*Assignment*.
Exactly as they appear, copy the lines from the start of the entries below to the line containing "abort its siblings.", both ends included.

*Provided data*.
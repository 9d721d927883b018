//! Concurrent fan-out across all registered entities
//!
//! One task per entity, every task sharing a single absolute deadline. The
//! scheduler collects whichever results land in time, in registry order, and
//! never lets one slow or failing entity abort its siblings.

use crate::search::config::SearchConfig;
use crate::search::error::SearchError;
use crate::search::executor::QueryExecutor;
use crate::search::registry::{ModelDescriptor, SearchRegistry};
use crate::search::results::ModelResult;
use futures::stream::{FuturesUnordered, StreamExt};
use std::sync::Arc;
use std::time::Duration;
use tracing::{debug, warn};

/// What one fan-out produced
#[derive(Debug)]
pub struct FanOutOutcome {
    /// Completed per-model results paired with their descriptors, in
    /// registry order
    pub completed: Vec<(Arc<ModelDescriptor>, ModelResult)>,

    /// True iff at least one task was cancelled by the deadline
    pub is_timeout: bool,

    /// Wall-clock for the whole fan-out
    pub elapsed_time_ms: u64,
}

/// Dispatches one query executor per registered entity under one deadline
#[derive(Clone)]
pub struct FanOutScheduler {
    executor: QueryExecutor,
    cancellation_grace: Duration,
}

impl FanOutScheduler {
    pub fn new(executor: QueryExecutor, config: &SearchConfig) -> Self {
        Self {
            executor,
            cancellation_grace: Duration::from_millis(config.cancellation_grace_ms),
        }
    }

    /// Run the fan-out for `query` against every entity in `registry`
    ///
    /// Every task receives the same absolute deadline `start + global_timeout`,
    /// so a model that starts late still shares the cutoff. The scheduler
    /// itself waits at most until the deadline plus a short grace period for
    /// cancellation acknowledgment; tasks still pending at that hard stop are
    /// aborted and their eventual results discarded.
    pub async fn run(
        &self,
        query: &str,
        registry: &SearchRegistry,
        global_timeout: Duration,
        per_model_cap: usize,
    ) -> FanOutOutcome {
        let start = tokio::time::Instant::now();
        let deadline = start + global_timeout;

        let descriptors = registry.all();
        let mut slots: Vec<Option<ModelResult>> = descriptors.iter().map(|_| None).collect();
        let mut is_timeout = false;

        let mut tasks = FuturesUnordered::new();
        let mut abort_handles = Vec::with_capacity(descriptors.len());
        for (idx, descriptor) in descriptors.iter().enumerate() {
            let executor = self.executor.clone();
            let descriptor = Arc::clone(descriptor);
            let query = query.to_string();
            let cap = descriptor.result_cap.unwrap_or(per_model_cap);

            debug!(model = %descriptor.model_name, cap, "Dispatching model query");
            let handle = tokio::spawn(async move {
                let outcome = executor.execute(&descriptor, &query, cap, deadline).await;
                (idx, descriptor, outcome)
            });
            abort_handles.push(handle.abort_handle());
            tasks.push(handle);
        }

        let hard_stop = tokio::time::sleep_until(deadline + self.cancellation_grace);
        tokio::pin!(hard_stop);

        loop {
            tokio::select! {
                joined = tasks.next() => match joined {
                    Some(Ok((idx, _, Ok(result)))) => {
                        slots[idx] = Some(result);
                    }
                    Some(Ok((_, descriptor, Err(SearchError::Timeout { .. })))) => {
                        is_timeout = true;
                        warn!(model = %descriptor.model_name, "Model query hit the deadline, dropped");
                    }
                    Some(Ok((_, descriptor, Err(err)))) => {
                        warn!(model = %descriptor.model_name, error = %err, "Model query failed, dropped");
                    }
                    Some(Err(join_err)) => {
                        // A panicking entity is isolated exactly like a failing one
                        warn!(error = %join_err, "Model query task did not complete");
                    }
                    None => break,
                },
                _ = &mut hard_stop => {
                    is_timeout = true;
                    warn!("Fan-out hard stop reached, abandoning unfinished model queries");
                    for handle in &abort_handles {
                        handle.abort();
                    }
                    break;
                }
            }
        }

        let completed = descriptors
            .iter()
            .zip(slots)
            .filter_map(|(descriptor, slot)| slot.map(|result| (Arc::clone(descriptor), result)))
            .collect();

        FanOutOutcome {
            completed,
            is_timeout,
            elapsed_time_ms: start.elapsed().as_millis() as u64,
        }
    }
}
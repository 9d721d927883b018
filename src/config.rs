use crate::search::SearchConfig;
use serde::{Deserialize, Serialize};

/// Main application configuration
#[derive(Debug, Clone, Default, Serialize, Deserialize)]
pub struct Config {
    /// Server configuration
    #[serde(default)]
    pub server: ServerConfig,

    /// Search engine configuration
    #[serde(default)]
    pub search: SearchConfig,
}

impl Config {
    /// Load configuration from file and environment
    ///
    /// Built-in defaults are overridden by the TOML file at `CONFIG_PATH`
    /// (if present), which is overridden by `GLOBAL_SEARCH__`-prefixed
    /// environment variables (e.g. `GLOBAL_SEARCH__SEARCH__PER_MODEL_CAP`).
    pub fn load() -> Result<Self, config::ConfigError> {
        let config_path =
            std::env::var("CONFIG_PATH").unwrap_or_else(|_| "config/default.toml".to_string());

        config::Config::builder()
            .add_source(config::File::with_name(&config_path).required(false))
            .add_source(
                config::Environment::with_prefix("GLOBAL_SEARCH")
                    .separator("__")
                    .try_parsing(true),
            )
            .build()?
            .try_deserialize()
    }
}

#[derive(Debug, Clone, Serialize, Deserialize)]
pub struct ServerConfig {
    /// HTTP server host
    #[serde(default = "default_host")]
    pub host: String,

    /// HTTP server port
    #[serde(default = "default_http_port")]
    pub http_port: u16,
}

impl Default for ServerConfig {
    fn default() -> Self {
        Self {
            host: default_host(),
            http_port: default_http_port(),
        }
    }
}

fn default_host() -> String {
    "0.0.0.0".to_string()
}

fn default_http_port() -> u16 {
    8080
}

#[cfg(test)]
mod tests {
    use super::*;
    use std::io::Write;

    #[test]
    fn test_defaults() {
        let config = Config::default();
        assert_eq!(config.server.host, "0.0.0.0");
        assert_eq!(config.server.http_port, 8080);
        assert_eq!(config.search.global_timeout_ms, 2000);
        assert_eq!(config.search.per_model_cap, 5);
    }

    #[test]
    fn test_load_from_file() {
        let mut file = tempfile::Builder::new().suffix(".toml").tempfile().unwrap();
        writeln!(
            file,
            "[server]\nhttp_port = 9090\n\n[search]\nper_model_cap = 3\n"
        )
        .unwrap();

        std::env::set_var("CONFIG_PATH", file.path());
        let config = Config::load().unwrap();
        std::env::remove_var("CONFIG_PATH");

        assert_eq!(config.server.http_port, 9090);
        assert_eq!(config.search.per_model_cap, 3);
        // Unset values keep their defaults
        assert_eq!(config.server.host, "0.0.0.0");
        assert_eq!(config.search.global_timeout_ms, 2000);
    }
}
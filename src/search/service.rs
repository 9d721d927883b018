//! Global search façade
//!
//! The single entry point consumed by the UI/API layer. Validates input,
//! applies configuration, and assembles the grouped response. A search that
//! loses entities to failures or the deadline still returns a structurally
//! valid result; the only caller-visible error is input validation.

use crate::search::aggregator::aggregate;
use crate::search::backend::SearchBackend;
use crate::search::config::SearchConfig;
use crate::search::error::{SearchError, SearchResult};
use crate::search::executor::QueryExecutor;
use crate::search::registry::SearchRegistry;
use crate::search::results::GlobalResult;
use crate::search::scheduler::FanOutScheduler;
use std::sync::Arc;
use std::time::Duration;
use tracing::debug;

/// Per-call overrides of the configured defaults
#[derive(Debug, Clone, Copy, Default)]
pub struct SearchOptions {
    /// Overall deadline for this call, in milliseconds
    pub global_timeout_ms: Option<u64>,

    /// Max items per entity for this call
    pub per_model_cap: Option<usize>,
}

/// Cross-model search service
pub struct GlobalSearchService {
    registry: Arc<SearchRegistry>,
    scheduler: FanOutScheduler,
    config: SearchConfig,
}

impl GlobalSearchService {
    pub fn new(
        registry: Arc<SearchRegistry>,
        backend: Arc<dyn SearchBackend>,
        config: SearchConfig,
    ) -> Self {
        let scheduler = FanOutScheduler::new(QueryExecutor::new(backend), &config);
        Self {
            registry,
            scheduler,
            config,
        }
    }

    /// Search every registered entity with the configured defaults
    pub async fn search(&self, query: &str) -> SearchResult<GlobalResult> {
        self.search_with(query, SearchOptions::default()).await
    }

    /// Search with per-call overrides
    pub async fn search_with(
        &self,
        query: &str,
        options: SearchOptions,
    ) -> SearchResult<GlobalResult> {
        let query = self.validate_query(query)?;

        let global_timeout = Duration::from_millis(
            options
                .global_timeout_ms
                .unwrap_or(self.config.global_timeout_ms),
        );
        let per_model_cap = options.per_model_cap.unwrap_or(self.config.per_model_cap);

        debug!(
            query,
            entities = self.registry.len(),
            timeout_ms = global_timeout.as_millis() as u64,
            per_model_cap,
            "Starting global search"
        );

        let outcome = self
            .scheduler
            .run(query, &self.registry, global_timeout, per_model_cap)
            .await;

        Ok(aggregate(outcome))
    }

    /// The registry this service searches
    pub fn registry(&self) -> &SearchRegistry {
        &self.registry
    }

    fn validate_query<'a>(&self, query: &'a str) -> SearchResult<&'a str> {
        let query = query.trim();
        if query.is_empty() {
            return Err(SearchError::InvalidQuery(
                "query must not be empty".to_string(),
            ));
        }

        let length = query.chars().count();
        if length > self.config.max_query_length {
            return Err(SearchError::InvalidQuery(format!(
                "query length {length} exceeds the maximum of {}",
                self.config.max_query_length
            )));
        }

        Ok(query)
    }
}
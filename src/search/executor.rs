//! Per-model query execution
//!
//! One executor call runs one bounded text search against one entity's
//! storage and maps the raw rows into display items. The shared absolute
//! deadline is enforced here so that a model dispatched late still stops at
//! the same cutoff as its siblings.

use crate::search::backend::{RowData, SearchBackend};
use crate::search::error::{SearchError, SearchResult};
use crate::search::registry::ModelDescriptor;
use crate::search::results::{ModelResult, SearchItem};
use std::sync::Arc;
use std::time::Instant;
use tokio::time::timeout_at;
use tracing::debug;
use url::form_urlencoded;

/// Executes one entity's search under the shared deadline
#[derive(Clone)]
pub struct QueryExecutor {
    backend: Arc<dyn SearchBackend>,
}

impl QueryExecutor {
    pub fn new(backend: Arc<dyn SearchBackend>) -> Self {
        Self { backend }
    }

    /// Run one bounded search for `descriptor`
    ///
    /// Fetches `cap + 1` rows to detect `has_more` without a count query; the
    /// extra row is discarded. A query that has not completed by `deadline`
    /// is cancelled and reported as `Timeout`; a partial match list is never
    /// fabricated. Zero matches is a success with an empty item list.
    pub async fn execute(
        &self,
        descriptor: &ModelDescriptor,
        query: &str,
        cap: usize,
        deadline: tokio::time::Instant,
    ) -> SearchResult<ModelResult> {
        let started = Instant::now();

        let fetch = self.backend.find_matching(descriptor, query, cap + 1);
        let mut rows = match timeout_at(deadline, fetch).await {
            Ok(Ok(rows)) => rows,
            Ok(Err(err)) => return Err(err),
            Err(_) => {
                return Err(SearchError::Timeout {
                    model: descriptor.model_name.clone(),
                })
            }
        };

        let has_more = rows.len() > cap;
        rows.truncate(cap);

        let items = rows
            .iter()
            .map(|row| SearchItem {
                url: descriptor.url_template.replace("{id}", &row.id.to_string()),
                display_text: display_text(descriptor, row),
            })
            .collect::<Vec<_>>();

        let elapsed_time_ms = started.elapsed().as_millis() as u64;
        debug!(
            model = %descriptor.model_name,
            items = items.len(),
            has_more,
            elapsed_time_ms,
            "Model query completed"
        );

        Ok(ModelResult {
            content_type_id: descriptor.content_type_id,
            model_name: descriptor.model_name.clone(),
            verbose_name: descriptor.verbose_name.clone(),
            verbose_name_plural: descriptor.verbose_name_plural.clone(),
            items,
            has_more,
            changelist_url: descriptor
                .changelist_template
                .as_ref()
                .map(|template| template.replace("{query}", &encode_query(query))),
            elapsed_time_ms,
        })
    }
}

/// Display text policy: configured display field, else the first non-empty
/// search column, else a "<verbose name> #<id>" placeholder
fn display_text(descriptor: &ModelDescriptor, row: &RowData) -> String {
    if let Some(field) = &descriptor.display_field {
        if let Some(value) = row.fields.get(field) {
            if !value.is_empty() {
                return value.clone();
            }
        }
    }

    descriptor
        .search_fields
        .iter()
        .find_map(|field| {
            row.fields
                .get(field)
                .filter(|value| !value.is_empty())
                .cloned()
        })
        .unwrap_or_else(|| format!("{} #{}", descriptor.verbose_name, row.id))
}

fn encode_query(query: &str) -> String {
    form_urlencoded::byte_serialize(query.as_bytes()).collect()
}
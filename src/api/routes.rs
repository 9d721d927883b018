use crate::api::{handlers, AppState};
use axum::{routing::get, Router};
use tower_http::{
    cors::CorsLayer,
    trace::{DefaultMakeSpan, DefaultOnResponse, TraceLayer},
};

/// Build the main API router
pub fn build_router(state: AppState) -> Router {
    Router::new()
        // Health endpoints
        .route("/health", get(handlers::health_check))
        // Global search
        .route("/v1/search", get(handlers::global_search))
        // Add state
        .with_state(state)
        // Add middleware
        .layer(
            TraceLayer::new_for_http()
                .make_span_with(DefaultMakeSpan::new())
                .on_response(DefaultOnResponse::new()),
        )
        .layer(CorsLayer::permissive())
}
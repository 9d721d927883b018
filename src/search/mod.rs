//! Cross-model global search engine
//!
//! Given a free-text query, this module searches every registered entity
//! concurrently and folds whatever completes before the global deadline into
//! one ranked, grouped, time-bounded response:
//!
//! - **Descriptor registry**: static table of searchable entities (columns,
//!   URL templates, caps) loaded once at startup
//! - **Query executor**: one bounded, cancellable text search per entity,
//!   mapping raw rows into display items
//! - **Fan-out scheduler**: one task per entity under a single shared
//!   absolute deadline; slow or failing entities are dropped, never awaited
//!   past the cutoff
//! - **Aggregator**: groups completed results by owning app into the final
//!   response
//!
//! ```text
//! query ──▶ GlobalSearchService ──▶ FanOutScheduler ──┬──▶ QueryExecutor (product)
//!                                                     ├──▶ QueryExecutor (ticket)
//!                                                     └──▶ QueryExecutor (…)
//!                  GlobalResult ◀── aggregate() ◀─────┴── completed ModelResults
//! ```
//!
//! # Example
//!
//! ```no_run
//! use global_search::search::{
//!     GlobalSearchService, MemoryBackend, ModelDescriptor, SearchConfig, SearchRegistry,
//! };
//! use std::sync::Arc;
//!
//! #[tokio::main]
//! async fn main() -> Result<(), Box<dyn std::error::Error>> {
//!     let mut registry = SearchRegistry::new();
//!     registry.register(
//!         ModelDescriptor::new(11, "products", "product")
//!             .with_search_fields(&["name", "sku", "description"]),
//!     )?;
//!
//!     let service = GlobalSearchService::new(
//!         Arc::new(registry),
//!         Arc::new(MemoryBackend::new()),
//!         SearchConfig::default(),
//!     );
//!
//!     let results = service.search("shoe").await?;
//!     println!("{} items in {}ms", results.item_count(), results.elapsed_time_ms);
//!
//!     Ok(())
//! }
//! ```

mod aggregator;
mod backend;
mod config;
mod error;
mod executor;
mod memory;
mod registry;
mod results;
mod scheduler;
mod service;

pub use aggregator::aggregate;
pub use backend::{RowData, SearchBackend};
pub use config::{SearchConfig, SearchConfigBuilder};
pub use error::{SearchError, SearchResult};
pub use executor::QueryExecutor;
pub use memory::{MemoryBackend, StoredRow};
pub use registry::{MatchMode, ModelDescriptor, SearchRegistry};
pub use results::{AppResult, GlobalResult, ModelResult, SearchItem};
pub use scheduler::{FanOutOutcome, FanOutScheduler};
pub use service::{GlobalSearchService, SearchOptions};
//! Searchable-entity descriptors and their registry
//!
//! The registry is the static configuration table that replaces runtime
//! schema introspection: every searchable entity is declared once at startup
//! and the set is immutable afterwards, which makes it safely shareable
//! across concurrent searches without synchronization.

use crate::search::error::{SearchError, SearchResult};
use serde::{Deserialize, Serialize};
use std::collections::HashMap;
use std::sync::Arc;

/// Text-matching strategy applied to an entity's search columns
#[derive(Debug, Clone, Copy, PartialEq, Eq, Default, Serialize, Deserialize)]
#[serde(rename_all = "snake_case")]
pub enum MatchMode {
    /// Case-insensitive substring, OR across all search columns (no stemming)
    #[default]
    Substring,

    /// Whitespace-tokenized: every token must substring-match some column
    AnyToken,
}

/// Immutable description of one searchable entity
///
/// Owned by the external schema layer, read-only to the search core. The
/// double-underscore column names of related lookups (`user__username`) are
/// kept as opaque keys; the storage boundary supplies their values
/// pre-projected on each row.
#[derive(Debug, Clone, PartialEq, Eq, Serialize, Deserialize)]
pub struct ModelDescriptor {
    /// Stable identifier of the owning table/content-type
    pub content_type_id: u32,

    /// Owning application group
    pub app_label: String,

    /// Display name of the owning application
    pub app_verbose_name: String,

    /// Machine name of the model
    pub model_name: String,

    /// Display name, singular
    pub verbose_name: String,

    /// Display name, plural
    pub verbose_name_plural: String,

    /// Columns matched against the query text
    pub search_fields: Vec<String>,

    /// Detail-view link template; `{id}` is substituted per row
    pub url_template: String,

    /// Filtered list-view template; `{query}` is substituted per search
    #[serde(default, skip_serializing_if = "Option::is_none")]
    pub changelist_template: Option<String>,

    /// Column used for an item's display text; falls back to the first
    /// non-empty search column when unset
    #[serde(default, skip_serializing_if = "Option::is_none")]
    pub display_field: Option<String>,

    /// Per-model override of the global result cap
    #[serde(default, skip_serializing_if = "Option::is_none")]
    pub result_cap: Option<usize>,

    /// Matching strategy for this entity
    #[serde(default)]
    pub match_mode: MatchMode,
}

impl ModelDescriptor {
    /// Create a descriptor with admin-convention URL templates and display
    /// names derived from the model name
    pub fn new(content_type_id: u32, app_label: &str, model_name: &str) -> Self {
        let verbose_name = model_name.replace('_', " ");
        Self {
            content_type_id,
            app_label: app_label.to_string(),
            app_verbose_name: title_case(app_label),
            model_name: model_name.to_string(),
            verbose_name_plural: format!("{verbose_name}s"),
            verbose_name,
            search_fields: Vec::new(),
            url_template: format!("/admin/{app_label}/{model_name}/{{id}}/change/"),
            changelist_template: Some(format!("/admin/{app_label}/{model_name}/?q={{query}}")),
            display_field: None,
            result_cap: None,
            match_mode: MatchMode::Substring,
        }
    }

    pub fn with_search_fields(mut self, fields: &[&str]) -> Self {
        self.search_fields = fields.iter().map(|f| f.to_string()).collect();
        self
    }

    pub fn with_verbose_names(mut self, singular: &str, plural: &str) -> Self {
        self.verbose_name = singular.to_string();
        self.verbose_name_plural = plural.to_string();
        self
    }

    pub fn with_app_verbose_name(mut self, name: &str) -> Self {
        self.app_verbose_name = name.to_string();
        self
    }

    pub fn with_url_template(mut self, template: &str) -> Self {
        self.url_template = template.to_string();
        self
    }

    pub fn with_changelist_template(mut self, template: &str) -> Self {
        self.changelist_template = Some(template.to_string());
        self
    }

    /// Entities without a list view omit `changelist_url` from their results
    pub fn without_changelist(mut self) -> Self {
        self.changelist_template = None;
        self
    }

    pub fn with_display_field(mut self, field: &str) -> Self {
        self.display_field = Some(field.to_string());
        self
    }

    pub fn with_result_cap(mut self, cap: usize) -> Self {
        self.result_cap = Some(cap);
        self
    }

    pub fn with_match_mode(mut self, mode: MatchMode) -> Self {
        self.match_mode = mode;
        self
    }
}

fn title_case(label: &str) -> String {
    let mut chars = label.chars();
    match chars.next() {
        Some(first) => first.to_uppercase().chain(chars).collect(),
        None => String::new(),
    }
}

/// Registry of all searchable entities, in stable registration order
///
/// Populated once at startup, then frozen behind an `Arc`. The order of
/// `all()` is what makes the final response deterministic for a fixed
/// registry and query, independent of scheduling jitter.
#[derive(Debug, Default)]
pub struct SearchRegistry {
    descriptors: Vec<Arc<ModelDescriptor>>,
    by_entity: HashMap<u32, usize>,
}

impl SearchRegistry {
    pub fn new() -> Self {
        Self::default()
    }

    /// Register a searchable entity; startup only
    pub fn register(&mut self, descriptor: ModelDescriptor) -> SearchResult<()> {
        if descriptor.search_fields.is_empty() {
            return Err(SearchError::InvalidDescriptor {
                model: descriptor.model_name,
                message: "no search fields declared".to_string(),
            });
        }
        if self.by_entity.contains_key(&descriptor.content_type_id) {
            return Err(SearchError::DuplicateEntity {
                content_type_id: descriptor.content_type_id,
                model: descriptor.model_name,
            });
        }

        tracing::debug!(
            content_type_id = descriptor.content_type_id,
            model = %descriptor.model_name,
            "Registered searchable entity"
        );

        self.by_entity
            .insert(descriptor.content_type_id, self.descriptors.len());
        self.descriptors.push(Arc::new(descriptor));
        Ok(())
    }

    /// Every registered entity, in registration order
    pub fn all(&self) -> &[Arc<ModelDescriptor>] {
        &self.descriptors
    }

    /// Look up a descriptor by content type id
    pub fn get(&self, content_type_id: u32) -> Option<&Arc<ModelDescriptor>> {
        self.by_entity
            .get(&content_type_id)
            .map(|&idx| &self.descriptors[idx])
    }

    pub fn len(&self) -> usize {
        self.descriptors.len()
    }

    pub fn is_empty(&self) -> bool {
        self.descriptors.is_empty()
    }
}
//! Storage capability consumed by the search core
//!
//! The core never depends on a concrete storage engine. Each adapter
//! implements one operation: given an entity's search columns and a pattern,
//! return up to `limit` matching rows ordered by a stable key. The external
//! schema layer translates this into its native query form and supplies the
//! row-to-item projection data.

use crate::search::error::SearchResult;
use crate::search::registry::ModelDescriptor;
use async_trait::async_trait;
use std::collections::HashMap;

/// Projection of one matched row, as supplied by the storage layer
///
/// `fields` holds the values of the descriptor's search columns (related
/// lookups pre-resolved), keyed by column name.
#[derive(Debug, Clone, PartialEq, Eq)]
pub struct RowData {
    /// Primary key of the row
    pub id: u64,

    /// Search-column values, keyed by column name
    pub fields: HashMap<String, String>,
}

impl RowData {
    pub fn new(id: u64) -> Self {
        Self {
            id,
            fields: HashMap::new(),
        }
    }

    pub fn with_field(mut self, name: &str, value: &str) -> Self {
        self.fields.insert(name.to_string(), value.to_string());
        self
    }
}

/// Bounded text search over an entity's named columns
///
/// Contract:
/// - strictly read-only; a search never writes a row
/// - matches `pattern` per the descriptor's `match_mode`, case-insensitive,
///   OR'd across all of the descriptor's search columns
/// - returns at most `limit` rows ordered by recency, ties broken by id
///   ascending, so repeated queries against unchanged data are deterministic
#[async_trait]
pub trait SearchBackend: Send + Sync {
    async fn find_matching(
        &self,
        descriptor: &ModelDescriptor,
        pattern: &str,
        limit: usize,
    ) -> SearchResult<Vec<RowData>>;
}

*Output*.
repository 9d721d927883b018
//! Concurrent fan-out across all registered entities
//!
//! One task per entity, every task sharing a single absolute deadline. The
//! scheduler collects whichever results land in time, in registry order, and
//! never lets one slow or failing entity abort its siblings.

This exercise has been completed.